What I am urging you to consider, then, is a "full-bodied" acceptance of the Atonement of Christ. How can we even for a moment suppose that we can embrace that ever-astonishing bequest in bodies that are not fully committed to Him, to His commandments, and to His spotless example? That is why it is so vital that we move beyond a merely intellectual understanding of His sacrifice and prepare within our bodies, through our obedience and our consecrating of our bodies to Him, a receptacle capable of actually experiencing the healing powers of His Atonement.

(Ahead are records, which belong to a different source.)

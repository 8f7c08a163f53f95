//! API routes: `/` and every `/{action}/...` path go to one dispatcher.

use crate::handlers::dispatch;
use crate::state::AppState;
use axum::{routing::any, Router};

pub fn api_routes(state: AppState) -> Router {
    Router::new()
        .route("/", any(dispatch))
        .fallback(dispatch)
        .with_state(state)
}
//! Connection pools keyed by connection string.

use crate::config::{Connection, ConnectionSettings};
use crate::error::ExecError;
use crate::service::executor::exec_error;
use std::collections::HashMap;
use std::sync::atomic::{AtomicBool, Ordering};
use std::sync::{Arc, Mutex, RwLock};
use std::time::Duration;
use tiberius::{AuthMethod, Client, Config, EncryptionLevel};
use tokio::net::TcpStream;
use tokio::sync::{OwnedSemaphorePermit, Semaphore};
use tokio_util::compat::{Compat, TokioAsyncWriteCompatExt};

pub type SqlClient = Client<Compat<TcpStream>>;

/// Build the driver configuration from resolved settings.
///
/// `dataSource` accepts `host`, `host,port`, `host\instance` and an optional `tcp:` prefix.
/// The driver has no integrated security here; without a user id it logs in with an
/// empty SQL login.
pub fn tds_config(settings: &ConnectionSettings) -> Result<Config, ExecError> {
    let mut config = Config::new();
    let source = settings.data_source.trim();
    let source = source.strip_prefix("tcp:").unwrap_or(source);
    let (host, port) = match source.split_once(',') {
        Some((host, port)) => {
            let port = port
                .trim()
                .parse::<u16>()
                .map_err(|_| ExecError::Connect(format!("invalid port in data source '{}'", settings.data_source)))?;
            (host.trim(), Some(port))
        }
        None => (source, None),
    };
    match host.split_once('\\') {
        Some((host, instance)) => {
            config.host(host);
            config.instance_name(instance);
        }
        None => config.host(host),
    }
    if let Some(port) = port {
        config.port(port);
    }
    if let Some(catalog) = &settings.initial_catalog {
        config.database(catalog);
    }
    config.authentication(AuthMethod::sql_server(
        settings.user_id.as_deref().unwrap_or(""),
        settings.password.as_deref().unwrap_or(""),
    ));
    if settings.trust_server_certificate == Some(true) {
        config.trust_cert();
    }
    match settings.encrypt {
        Some(true) => config.encryption(EncryptionLevel::Required),
        Some(false) => config.encryption(EncryptionLevel::Off),
        None => {}
    }
    if let Some(app) = &settings.application_name {
        config.application_name(app);
    }
    config.readonly(true);
    Ok(config)
}

/// Bounded pool for one connection string. Up to `max_size` connections are checked out
/// at once; after the first checkout the pool fills itself up to `min_size`.
pub struct ConnectionPool {
    config: Config,
    pooling: bool,
    min_size: usize,
    max_size: usize,
    connect_timeout: Duration,
    permits: Arc<Semaphore>,
    idle: Mutex<Vec<SqlClient>>,
    warmed: AtomicBool,
}

impl ConnectionPool {
    pub fn new(settings: &ConnectionSettings) -> Result<Self, ExecError> {
        Ok(ConnectionPool {
            config: tds_config(settings)?,
            pooling: settings.pooling,
            min_size: settings.min_pool_size as usize,
            max_size: settings.max_pool_size as usize,
            connect_timeout: Duration::from_secs(settings.connect_timeout_secs as u64),
            permits: Arc::new(Semaphore::new(settings.max_pool_size as usize)),
            idle: Mutex::new(Vec::new()),
            warmed: AtomicBool::new(false),
        })
    }

    /// Connections still needed to reach the minimum size, counting idle and checked-out ones.
    fn shortfall(&self) -> usize {
        if !self.pooling {
            return 0;
        }
        let in_use = self.max_size - self.permits.available_permits();
        self.min_size.saturating_sub(self.idle_count() + in_use)
    }

    /// Open connections in the background up to the minimum size. Runs once per pool and
    /// stops at the first failure; the request path opens its own connections regardless.
    fn warm(self: &Arc<Self>) {
        if self.shortfall() == 0 || self.warmed.swap(true, Ordering::AcqRel) {
            return;
        }
        let pool = Arc::clone(self);
        tokio::spawn(async move { pool.fill().await });
    }

    async fn fill(&self) -> usize {
        let mut opened = 0;
        while self.shortfall() > 0 {
            let Ok(_permit) = self.permits.clone().try_acquire_owned() else {
                break;
            };
            let connected = if self.connect_timeout.is_zero() {
                self.connect().await
            } else {
                tokio::time::timeout(self.connect_timeout, self.connect())
                    .await
                    .unwrap_or(Err(ExecError::Timeout(self.connect_timeout)))
            };
            match connected {
                Ok(client) => {
                    self.idle.lock().unwrap_or_else(|e| e.into_inner()).push(client);
                    opened += 1;
                }
                Err(e) => {
                    tracing::warn!(error = %e, opened, "could not pre-open pooled connections");
                    break;
                }
            }
        }
        tracing::debug!(opened, idle = self.idle_count(), "connection pool warmed");
        opened
    }

    fn take_idle(&self) -> Option<SqlClient> {
        self.idle.lock().unwrap_or_else(|e| e.into_inner()).pop()
    }

    /// Check out a connection, opening one when none is idle. Waiting for a free slot
    /// and opening both count against the connect timeout.
    pub async fn acquire(self: &Arc<Self>) -> Result<PooledClient, ExecError> {
        let timeout = self.connect_timeout;
        let checkout = async {
            let permit = self
                .permits
                .clone()
                .acquire_owned()
                .await
                .map_err(|e| ExecError::Connect(e.to_string()))?;
            let client = match self.take_idle() {
                Some(client) => client,
                None => self.connect().await?,
            };
            Ok::<_, ExecError>((client, permit))
        };
        let (client, permit) = if timeout.is_zero() {
            checkout.await?
        } else {
            tokio::time::timeout(timeout, checkout)
                .await
                .map_err(|_| ExecError::Timeout(timeout))??
        };
        let pooled = PooledClient {
            client,
            reusable: self.pooling,
            pool: Arc::clone(self),
            _permit: permit,
        };
        self.warm();
        Ok(pooled)
    }

    async fn connect(&self) -> Result<SqlClient, ExecError> {
        let tcp = TcpStream::connect(self.config.get_addr())
            .await
            .map_err(|e| ExecError::Connect(e.to_string()))?;
        tcp.set_nodelay(true).map_err(|e| ExecError::Connect(e.to_string()))?;
        match Client::connect(self.config.clone(), tcp.compat_write()).await {
            Ok(client) => Ok(client),
            // Azure gateways redirect to the actual node.
            Err(tiberius::error::Error::Routing { host, port }) => {
                let mut config = self.config.clone();
                config.host(&host);
                config.port(port);
                let tcp = TcpStream::connect(config.get_addr())
                    .await
                    .map_err(|e| ExecError::Connect(e.to_string()))?;
                tcp.set_nodelay(true).map_err(|e| ExecError::Connect(e.to_string()))?;
                Client::connect(config, tcp.compat_write()).await.map_err(exec_error)
            }
            Err(e) => Err(exec_error(e)),
        }
    }

    pub fn idle_count(&self) -> usize {
        self.idle.lock().unwrap_or_else(|e| e.into_inner()).len()
    }
}

/// A checked-out connection. Call [`PooledClient::release`] when done; dropping it
/// closes the connection instead of returning it.
pub struct PooledClient {
    client: SqlClient,
    reusable: bool,
    pool: Arc<ConnectionPool>,
    _permit: OwnedSemaphorePermit,
}

impl PooledClient {
    pub fn client(&mut self) -> &mut SqlClient {
        &mut self.client
    }

    /// The connection is in an unknown state and must not be reused.
    pub fn mark_broken(&mut self) {
        self.reusable = false;
    }

    pub fn release(self) {
        if self.reusable {
            self.pool
                .idle
                .lock()
                .unwrap_or_else(|e| e.into_inner())
                .push(self.client);
        }
    }
}

/// One pool per distinct connection string, created on first use.
#[derive(Default)]
pub struct PoolRegistry {
    pools: RwLock<HashMap<String, Arc<ConnectionPool>>>,
}

impl PoolRegistry {
    pub fn pool_for(&self, connection: &Connection) -> Result<Arc<ConnectionPool>, ExecError> {
        if let Some(pool) = self
            .pools
            .read()
            .unwrap_or_else(|e| e.into_inner())
            .get(&connection.connection_string)
        {
            return Ok(Arc::clone(pool));
        }
        let mut pools = self.pools.write().unwrap_or_else(|e| e.into_inner());
        if let Some(pool) = pools.get(&connection.connection_string) {
            return Ok(Arc::clone(pool));
        }
        let pool = Arc::new(ConnectionPool::new(&connection.settings)?);
        tracing::debug!(data_source = %connection.settings.data_source, "created connection pool");
        pools.insert(connection.connection_string.clone(), Arc::clone(&pool));
        Ok(pool)
    }

    pub fn len(&self) -> usize {
        self.pools.read().unwrap_or_else(|e| e.into_inner()).len()
    }

    pub fn is_empty(&self) -> bool {
        self.len() == 0
    }
}

#[cfg(test)]
mod tests {
    use super::*;
    use crate::config::parse_connection;
    use crate::config::Tokens;
    use serde_json::json;

    fn connection(v: serde_json::Value) -> Connection {
        parse_connection(&v, &Tokens::new()).unwrap()
    }

    #[test]
    fn data_source_forms() {
        let c = tds_config(&connection(json!({ "dataSource": "tcp:db.example.com,1444" })).settings).unwrap();
        assert_eq!(c.get_addr(), "db.example.com:1444");
        let c = tds_config(&connection(json!({ "dataSource": "localhost" })).settings).unwrap();
        assert_eq!(c.get_addr(), "localhost:1433");
        assert!(tds_config(&connection(json!({ "dataSource": "db,notaport" })).settings).is_err());
    }

    #[test]
    fn registry_shares_pools_per_connection_string() {
        let registry = PoolRegistry::default();
        let a = connection(json!({ "dataSource": "db1" }));
        let b = connection(json!({ "dataSource": "db2" }));
        let p1 = registry.pool_for(&a).unwrap();
        let p2 = registry.pool_for(&a).unwrap();
        registry.pool_for(&b).unwrap();
        assert!(Arc::ptr_eq(&p1, &p2));
        assert_eq!(registry.len(), 2);
        assert_eq!(p1.idle_count(), 0);
    }

    #[test]
    fn shortfall_counts_towards_min_pool_size() {
        let c = connection(json!({ "dataSource": "db1", "minPoolSize": 3, "maxPoolSize": 5 }));
        let pool = ConnectionPool::new(&c.settings).unwrap();
        assert_eq!(pool.shortfall(), 3);
        let _held = pool.permits.clone().try_acquire_many_owned(2).unwrap();
        assert_eq!(pool.shortfall(), 1);

        let unpooled = connection(json!({ "dataSource": "db1", "minPoolSize": 3, "pooling": false }));
        assert_eq!(ConnectionPool::new(&unpooled.settings).unwrap().shortfall(), 0);
    }

    #[tokio::test]
    async fn filling_stops_at_the_first_failed_connect() {
        let c = connection(json!({ "dataSource": "127.0.0.1,9", "minPoolSize": 2, "connectTimeout": 1 }));
        let pool = ConnectionPool::new(&c.settings).unwrap();
        assert_eq!(pool.fill().await, 0);
        assert_eq!(pool.idle_count(), 0);
        assert_eq!(pool.permits.available_permits(), pool.max_size);
    }
}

Spiritual truths that are compacted into the brain, inert and disconnected from our actual life experiences, cannot have sufficient power to change us, in our hearts or in our behavior, unless they are decompressed, unpacked, and allowed to circulate through our bodies and ultimately be engraved into our hearts. It is not enough to have the doctrine merely filed away in our brains. It is inadequate to be able to randomly access scriptural references to the Atonement, or to have memorized some lesson-plan paragraphs that describe this incomparable process--not event, but process--to the logical mind but no deeper. It is not enough to have done something wrong and simply stopped doing it. If Alma had wanted to tell us about a "minuscule" change of heart, he would have done so. The change of which he spoke, the only change that makes any lasting difference in our lives, must be not only mighty, but also ongoing. If ever there comes a day in my life when I think I am not utterly reliant upon the Atonement of Christ, that will be the day you can be certain I have been swallowed up in my own pride and will choke myself to death on it. If we can activate the cleansing and healing power of the Atonement in our hearts and bodies, then can begin the mighty changes that will transform our thoughts and behavior and help the natural man and woman become "unnaturally" more like Christ. The doctrine of the Atonement must "distill" upon our hearts and permeate our very being, both physical and spiritual. We must consume and digest these truths, not merely store them on the pantry shelves of our minds.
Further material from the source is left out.